ATSUKO CHIBA – Atsuko Chiba
2026 (Mothland/The Orchard) - Stil: Experimental Rock
Mit ´Atsuko Chiba´ erscheint das vierte Studioalbum der gleichnamigen Band ATSUKO CHIBA aus Montréal, und es markiert einen jener seltenen Momente, in denen eine Gruppe ihre eigene musikalische Ausrichtung neu sortiert. Die fünf Musiker Anthony Piazza, David Palumbo, Eric Schafhauser, Karim Lakhdar und Kevin McDonald arbeiten erneut als geschlossenes Kollektiv, diesmal jedoch in völliger Selbstregie.
Die Entstehung liegt einem offenen Studioprozess zugrunde, in dem freie Jams den Ausgangspunkt bilden. Genau aus dieser Methode, spontane Momente zu übernehmen, entsteht die besondere Spannung des Albums. Ergänzt wird dieser Ansatz durch eine stärkere Einbindung von Vocals, die hier eine tragende Säule sind, oft nah am gesprochenen Ausdruck, manchmal stark verfremdet, dann wieder klar im Vordergrund.
Diese Verbindung aus Eigenständigkeit und Konzeptarbeit zieht sich durch das neue Album, das sich in 32 Minuten konzentrierter Form entfaltet.
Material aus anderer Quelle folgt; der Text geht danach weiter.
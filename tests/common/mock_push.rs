//! Recording push backend
//!
//! Stands in for a vendor push service: records every delivery and fails
//! the endpoints it was told to fail.

use std::collections::HashMap;
use std::sync::{Arc, Mutex};

use async_trait::async_trait;
use sqlx::SqlitePool;

use studyabout::backend::push::{PushBackend, PushError, PushService};
use studyabout::shared::notification::{
    NotificationPayload, NotificationSubscription, PayloadTemplate, PushChannel,
};

/// One recorded delivery
#[derive(Debug, Clone)]
pub struct Delivery {
    pub uid: String,
    pub endpoint: String,
    pub title: String,
    pub body: String,
}

#[derive(Clone)]
pub struct RecordingBackend {
    channel: PushChannel,
    deliveries: Arc<Mutex<Vec<Delivery>>>,
    failures: Arc<Mutex<HashMap<String, u16>>>,
}

impl RecordingBackend {
    pub fn new(channel: PushChannel) -> Self {
        Self {
            channel,
            deliveries: Arc::new(Mutex::new(Vec::new())),
            failures: Arc::new(Mutex::new(HashMap::new())),
        }
    }

    /// Answer deliveries to `endpoint` with `status`
    pub fn fail_endpoint(&self, endpoint: &str, status: u16) {
        self.failures.lock().unwrap().insert(endpoint.to_string(), status);
    }

    pub fn deliveries(&self) -> Vec<Delivery> {
        self.deliveries.lock().unwrap().clone()
    }

    pub fn deliveries_to(&self, uid: &str) -> Vec<Delivery> {
        self.deliveries().into_iter().filter(|d| d.uid == uid).collect()
    }
}

#[async_trait]
impl PushBackend for RecordingBackend {
    fn channel(&self) -> PushChannel {
        self.channel
    }

    async fn deliver(
        &self,
        subscription: &NotificationSubscription,
        payload: &NotificationPayload,
    ) -> Result<(), PushError> {
        if let Some(status) = self.failures.lock().unwrap().get(&subscription.endpoint) {
            return Err(PushError::from_status(*status, "mock failure".to_string()));
        }

        self.deliveries.lock().unwrap().push(Delivery {
            uid: subscription.uid.clone(),
            endpoint: subscription.endpoint.clone(),
            title: payload.title.clone(),
            body: payload.body.clone(),
        });
        Ok(())
    }
}

pub fn test_template() -> PayloadTemplate {
    PayloadTemplate {
        badge: "https://cdn.example.com/badge.png".to_string(),
        icon: "https://cdn.example.com/icon.png".to_string(),
        url: "https://study.example.com/".to_string(),
    }
}

/// A push service over a fresh recording backend
pub fn recording_service(pool: &SqlitePool, channel: PushChannel) -> (PushService, RecordingBackend) {
    let backend = RecordingBackend::new(channel);
    let service = PushService::new(pool.clone(), Arc::new(backend.clone()), test_template());
    (service, backend)
}
/**
 * Push Backends
 *
 * A `PushBackend` delivers one payload to one registration over a vendor
 * protocol. Services fan out over many registrations and treat each
 * delivery independently, so a backend only reports what happened to the
 * single message it was given.
 */

use async_trait::async_trait;
use thiserror::Error;

use crate::shared::notification::{NotificationPayload, NotificationSubscription, PushChannel};

/// Failure of a single delivery
#[derive(Debug, Error)]
pub enum PushError {
    /// Transport failure before the push service answered
    #[error("HTTP error: {0}")]
    Http(#[from] reqwest::Error),

    /// The push service answered with a non-success status
    #[error("Push service rejected the message with {status}: {body}")]
    Rejected {
        status: u16,
        body: String,
    },

    /// The registration no longer exists at the push service
    #[error("Subscription is gone ({status})")]
    Gone {
        status: u16,
    },

    /// The VAPID authorization header could not be produced
    #[error("VAPID error: {0}")]
    Vapid(String),

    /// The payload could not be encrypted for the registration keys
    #[error("Encryption error: {0}")]
    Encryption(String),
}

impl PushError {
    /// Classify a non-success response
    ///
    /// 404 and 410 mean the registration has expired or was revoked.
    pub fn from_status(status: u16, body: String) -> Self {
        match status {
            404 | 410 => PushError::Gone { status },
            _ => PushError::Rejected { status, body },
        }
    }

    pub fn is_gone(&self) -> bool {
        matches!(self, PushError::Gone { .. })
    }
}

#[async_trait]
pub trait PushBackend: Send + Sync {
    /// Channel whose registrations this backend can deliver to
    fn channel(&self) -> PushChannel;

    async fn deliver(
        &self,
        subscription: &NotificationSubscription,
        payload: &NotificationPayload,
    ) -> Result<(), PushError>;
}

#[cfg(test)]
mod tests {
    use super::*;

    #[test]
    fn test_status_classification() {
        assert!(PushError::from_status(410, String::new()).is_gone());
        assert!(PushError::from_status(404, String::new()).is_gone());
        match PushError::from_status(429, "slow down".to_string()) {
            PushError::Rejected { status, body } => {
                assert_eq!(status, 429);
                assert_eq!(body, "slow down");
            }
            _ => panic!("Expected Rejected"),
        }
    }
}
/**
 * Image Store
 *
 * Uploaded images are stored by an `ImageStore` and referenced by URL from
 * the records that own them. `LocalImageStore` writes files below a root
 * directory and serves them under a public base URL.
 */

use std::path::PathBuf;

use async_trait::async_trait;
use uuid::Uuid;

use crate::backend::error::{BackendError, BackendResult};

#[async_trait]
pub trait ImageStore: Send + Sync {
    /// Store every buffer in `bucket` and return their public URLs in order
    async fn upload(&self, bucket: &str, buffers: Vec<Vec<u8>>) -> BackendResult<Vec<String>>;
}

/// Filesystem-backed image store
#[derive(Debug, Clone)]
pub struct LocalImageStore {
    root: PathBuf,
    base_url: String,
}

impl LocalImageStore {
    pub fn new(root: impl Into<PathBuf>, base_url: impl Into<String>) -> Self {
        Self {
            root: root.into(),
            base_url: base_url.into().trim_end_matches('/').to_string(),
        }
    }
}

#[async_trait]
impl ImageStore for LocalImageStore {
    async fn upload(&self, bucket: &str, buffers: Vec<Vec<u8>>) -> BackendResult<Vec<String>> {
        if bucket.is_empty() || bucket.contains(['/', '\\', '.']) {
            return Err(BackendError::validation("bucket", "Invalid bucket name"));
        }

        let dir = self.root.join(bucket);
        tokio::fs::create_dir_all(&dir).await?;

        let mut urls = Vec::with_capacity(buffers.len());
        for buffer in buffers {
            let file_name = format!("{}.{}", Uuid::new_v4(), sniff_extension(&buffer));
            tokio::fs::write(dir.join(&file_name), &buffer).await?;
            urls.push(format!("{}/{}/{}", self.base_url, bucket, file_name));
        }

        tracing::debug!("Stored {} image(s) in bucket {}", urls.len(), bucket);
        Ok(urls)
    }
}

/// File extension from the leading magic bytes
fn sniff_extension(buffer: &[u8]) -> &'static str {
    match buffer {
        [0xFF, 0xD8, 0xFF, ..] => "jpg",
        [0x89, b'P', b'N', b'G', ..] => "png",
        [b'G', b'I', b'F', b'8', ..] => "gif",
        [b'R', b'I', b'F', b'F', _, _, _, _, b'W', b'E', b'B', b'P', ..] => "webp",
        _ => "bin",
    }
}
´Retention´ eröffnet das Werk mit einem leicht verschobenen Groove, der immer wieder aus der Balance gerät und sich in einem chorartigen Finale entlädt. ´Pretense´ arbeitet mit interessanten Gitarrenfiguren und einem trocken gehaltenen Schlagzeugspiel, das den Song fast mechanisch wirken lässt, während die Stimmen dagegen einen Gegenentwurf bilden. ´Future Ways´ entwickelt sich über einen stoischen Basslauf, über dem Synthesizer und Gitarren punktuell aufleuchten, ehe ein plötzlicher Bruch alles auf eine einzelne Klangspur reduziert, bevor der Rhythmus zurückkehrt.
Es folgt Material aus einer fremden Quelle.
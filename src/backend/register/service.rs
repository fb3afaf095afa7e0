/**
 * Register Service
 *
 * A registration moves pending → approved or pending → rejected. Approval
 * creates the user account in the same transaction. A rejected user may
 * submit again, which puts the form back to pending; an approved user may
 * not.
 */

use sqlx::{SqliteConnection, SqlitePool};

use crate::backend::error::{BackendError, BackendResult};
use crate::backend::register::db;
use crate::backend::users::db::{create_user, get_user_by_uid};
use crate::shared::register::{RegisterForm, Registration, RegistrationStatus};
use crate::shared::{Identity, User};

#[derive(Clone)]
pub struct RegisterService {
    pool: SqlitePool,
}

impl RegisterService {
    pub fn new(pool: SqlitePool) -> Self {
        Self { pool }
    }

    /// Forms waiting for a decision
    pub async fn get_register(&self) -> BackendResult<Vec<Registration>> {
        let mut conn = self.pool.acquire().await?;
        Ok(db::registrations_with_status(&mut conn, RegistrationStatus::Pending).await?)
    }

    /// Submit the caller's form
    pub async fn register(&self, caller: &Identity, form: RegisterForm) -> BackendResult<()> {
        form.validate()?;

        let mut tx = self.pool.begin().await?;
        if let Some(existing) = db::get_registration(&mut tx, &caller.uid).await? {
            if existing.status == RegistrationStatus::Approved {
                return Err(BackendError::conflict("Registration is already approved"));
            }
        }
        db::upsert_pending(&mut tx, &caller.uid, &form).await?;
        tx.commit().await?;

        tracing::info!("Registration submitted for {}", caller.uid);
        Ok(())
    }

    /// Approve a pending form and create its user account
    pub async fn approve(&self, uid: &str) -> BackendResult<User> {
        let mut tx = self.pool.begin().await?;
        let registration = pending_registration(&mut tx, uid).await?;

        db::set_status(&mut tx, uid, RegistrationStatus::Approved).await?;
        let user = match get_user_by_uid(&mut tx, uid).await? {
            Some(user) => user,
            None => create_user(&mut tx, uid, &registration.form.name, None).await?,
        };
        tx.commit().await?;

        tracing::info!("Registration of {} approved", uid);
        Ok(user)
    }

    /// Reject a pending form
    pub async fn delete_register_user(&self, uid: &str) -> BackendResult<()> {
        let mut tx = self.pool.begin().await?;
        pending_registration(&mut tx, uid).await?;
        db::set_status(&mut tx, uid, RegistrationStatus::Rejected).await?;
        tx.commit().await?;

        tracing::info!("Registration of {} rejected", uid);
        Ok(())
    }
}

async fn pending_registration(conn: &mut SqliteConnection, uid: &str) -> BackendResult<Registration> {
    let registration = db::get_registration(conn, uid)
        .await?
        .ok_or_else(|| BackendError::not_found("registration", uid))?;

    if registration.status != RegistrationStatus::Pending {
        return Err(BackendError::conflict(format!(
            "Registration is {}, not pending",
            registration.status.as_str()
        )));
    }
    Ok(registration)
}
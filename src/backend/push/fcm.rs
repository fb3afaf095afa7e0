/**
 * FCM Backend
 *
 * Sends through the Firebase Cloud Messaging HTTP v1 API. The registration
 * endpoint holds the device token; title and body travel as the
 * notification block and the click target as string data.
 *
 * OAuth2 tokens for the messaging scope expire after about an hour. The
 * backend reads its bearer token from a shared `FcmAccessToken`, so whatever
 * mints fresh tokens can swap them in while the service keeps running.
 */

use std::sync::Arc;

use async_trait::async_trait;
use reqwest::{Client, StatusCode};
use serde_json::json;
use tokio::sync::RwLock;

use crate::backend::push::backend::{PushBackend, PushError};
use crate::backend::server::config::FcmConfig;
use crate::shared::notification::{NotificationPayload, NotificationSubscription, PushChannel};

/// Bearer token shared between the backend and its refresher
#[derive(Clone, Default)]
pub struct FcmAccessToken(Arc<RwLock<String>>);

impl FcmAccessToken {
    pub fn new(token: impl Into<String>) -> Self {
        Self(Arc::new(RwLock::new(token.into())))
    }

    /// Replace the token used by every later delivery
    pub async fn set(&self, token: impl Into<String>) {
        *self.0.write().await = token.into();
        tracing::info!("FCM access token refreshed");
    }

    pub async fn get(&self) -> String {
        self.0.read().await.clone()
    }
}

#[derive(Clone)]
pub struct FcmBackend {
    client: Client,
    send_url: String,
    access_token: FcmAccessToken,
}

impl FcmBackend {
    pub fn new(client: Client, config: &FcmConfig) -> Self {
        Self {
            client,
            send_url: format!(
                "{}/v1/projects/{}/messages:send",
                config.base_url.trim_end_matches('/'),
                config.project_id
            ),
            access_token: FcmAccessToken::new(config.access_token.clone()),
        }
    }

    /// Handle for refreshing the bearer token
    pub fn access_token(&self) -> FcmAccessToken {
        self.access_token.clone()
    }
}

/// FCM v1 message body for one device token
fn fcm_message(token: &str, payload: &NotificationPayload) -> serde_json::Value {
    json!({
        "message": {
            "token": token,
            "notification": {
                "title": payload.title,
                "body": payload.body,
            },
            "data": {
                "url": payload.data.url,
                "notificationType": payload.data.notification_type,
            },
            "android": {
                "priority": payload.priority,
            },
        }
    })
}

#[async_trait]
impl PushBackend for FcmBackend {
    fn channel(&self) -> PushChannel {
        PushChannel::Fcm
    }

    async fn deliver(
        &self,
        subscription: &NotificationSubscription,
        payload: &NotificationPayload,
    ) -> Result<(), PushError> {
        let token = self.access_token.get().await;
        if token.is_empty() {
            tracing::warn!("FCM access token is empty, the request will be refused");
        }

        let response = self
            .client
            .post(&self.send_url)
            .bearer_auth(token)
            .json(&fcm_message(&subscription.endpoint, payload))
            .send()
            .await?;

        let status = response.status();
        if status.is_success() {
            return Ok(());
        }
        if status == StatusCode::UNAUTHORIZED {
            tracing::warn!("FCM refused the access token; it has to be refreshed");
        }

        let body = response.text().await.unwrap_or_default();
        Err(PushError::from_status(status.as_u16(), body))
    }
}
´Tar Sands´ wirkt dunkler, schwerer und stärker rhythmisch verzahnt, mit einem schleppenden Grundgefühl, das sich langsam in eine fast tranceartige Wiederholung steigert. ´Torn´ bringt eine deutlich erzählerische Ebene ein, in der Identitätsverlust und selbst geschaffene Realitätsbilder musikalisch in sich zusammenbrechen. ´Locked And Array´ schließlich führt das Album in einen wärmeren, fast hymnischen Zustand.
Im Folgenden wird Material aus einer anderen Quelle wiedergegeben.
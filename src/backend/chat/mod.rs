//! Chat Module
//!
//! Two-party message threads with push notification of the recipient.

pub mod db;
pub mod service;

pub use service::ChatService;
Die musikalische Referenz reicht hörbar von CAN und BEAK> über TALK TALK bis zu PORTISHEAD, wobei ATSUKO CHIBA diese Einflüsse nicht zitieren, sondern in eine eigene, reduzierte Sprache überführen. Im Kontext der Bandgeschichte markiert dieses Album eine Verschiebung hin zu stärkerer Selbstbeobachtung. Wo sich frühere Werke länger und offener zeigten, lebt ´Atsuko Chiba´ von kürzeren Vorstellungen und einem bewussten Verzicht auf überflüssigen Ballast.
Abseits der Musik bleibt auch die physische Präsentation ein zentraler Bestandteil. Das Album erscheint 2026 als Vinyl-Veröffentlichung, begleitet von einem aufwendig gestalteten Diorama-Artwork von Papernoise Design und Elizabeth Busani, fotografiert von Ari Magnusson, das den konstruktiven Charakter des gesamten Projekts visuell weiterführt.
Am Ende steht ein Werk, das ATSUKO CHIBA als Band zeigt, die ihre eigene Arbeitsweise verfeinert hat, indem sie mehr Freiheit zulässt. Die Energie entsteht dabei aus der Kontrolle über das Weglassen, aus präzise gesetzten Momenten und einem klaren Bewusstsein für Form und Reduktion.